DLA Piper, plus grand cabinet international d’avocats au monde, a publié un rapport sur les amendes infligées aux entreprises numériques dans le cadre du RGPD européen. Elles ont quasiment été multipliées par sept en 2021 par rapport à 2020.

Protéger les données personnelles des Européens

Entré en vigueur il y a maintenant quatre ans, le Règlement général sur la protection des données (RGPD) a été pensé pour donner davantage de droits aux Européens sur leurs données personnelles. Ainsi, les entreprises doivent désormais démontrer qu'elles disposent d'une base juridique claire pour collecter et traiter les informations des utilisateurs, et elles sont tenues d’informer les autorités de toute violation de données dans les soixante-douze heures suivant la date à laquelle elles en ont eu connaissance. En cas de non-respect de cette réglementation, les firmes risquent une amende salée allant jusqu’à 4 % de leur chiffre d’affaires.

En 2021, le montant total des différentes amendes infligées aux big tech a atteint les 1,25 milliard d’euros, soit 180 millions d’euros en plus comparé à l’année précédente. Par ailleurs, les notifications de violations de données par les entreprises aux autorités ont augmenté de 8 %, et étaient donc de 356 par jour en moyenne.

« Le RGPD a certainement été efficace pour que tout le monde s'assoie et écoute la loi sur la protection des données et l'application de la protection des données. Avant le RGPD, si vous étiez frappé d'une amende et que vous étiez l'un des plus gros acteurs, c'était une erreur d'arrondi, cela permettait à peine de payer la fête de Noël. Maintenant, vous avez des amendes qui sont proches d'un milliard d'euros », explique Ross McKean, président du groupe de protection des données et de sécurité de DLA Piper au Royaume-Uni, au média CNBC.

Amazon est l’entreprise qui a reçu la plus importante amende pour violation du RGPD en 2021. D’un montant de 746 millions d’euros, elle a été infligée par la Commission nationale luxembourgeoise. La deuxième plus grosse sanction financière, de 225 millions d’euros, a été donnée à WhatsApp pour partage illégal de données personnelles entre la messagerie et sa maison-mère, Meta (anciennement Facebook).

Chacune des deux entreprises a fait appel de cette décision, elles n’ont pas encore réglé leur amende respective.

Le logo d'Amazon sur un smartphone.

Amazon a écopé de la plus lourde amende pour violation du RGPD en 2021. Photographie : Christian Wiediger / Unsplash

Un imbroglio juridique

Il reste néanmoins des points problématiques.

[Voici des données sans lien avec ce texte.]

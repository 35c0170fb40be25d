// Library exports for the Isolation agents
// This allows the tournament runner and the position analyzer to share the search core

pub mod agent;
pub mod alphabeta;
pub mod board;
pub mod config;
pub mod eval;
pub mod game_log;
pub mod minimax;
pub mod search;
pub mod timer;
pub mod tournament;
pub mod types;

Par exemple, l’agence de protection des données irlandaise, pays dans lequel de nombreux géants technologiques ont installé leur siège social européen grâce à une politique fiscale avantageuse, a été accusée de ralentir la bonne application du RGPD à cause de sa lenteur. Par conséquent, certains pays prennent le taureau par les cornes et sanctionnent eux-mêmes les big tech ; c’est notamment le cas de la France qui a sanctionné Google et Facebook pour violation des règles sur les cookies.

Surtout, la législation sur le transfert de données entre l’Europe et les États-Unis reste un véritable imbroglio. La Cour de justice européenne a cassé par deux reprises les contrats (Privacy Shield et Safe Harbor) qui régissaient les transferts de données entre l'Europe et les États-Unis, en affirmant que ceux-ci n’offraient pas une protection assez élevée des citoyens européens. Si un nouvel accord est en préparation, la situation actuelle est très compliquée. D’ailleurs, Meta ne respecte pas la décision de l’UE et continue de transférer ses données outre-Atlantique.

Puisque ce transfert de données n’est quasiment plus encadré, l’Autriche a récemment affirmé que l’utilisation de Google Analytics représentait une violation du RGPD. Espérons que l’UE et les États-Unis s’entendent rapidement, au risque de voir de nouvelles situations ubuesques émerger de ce problème diplomatique.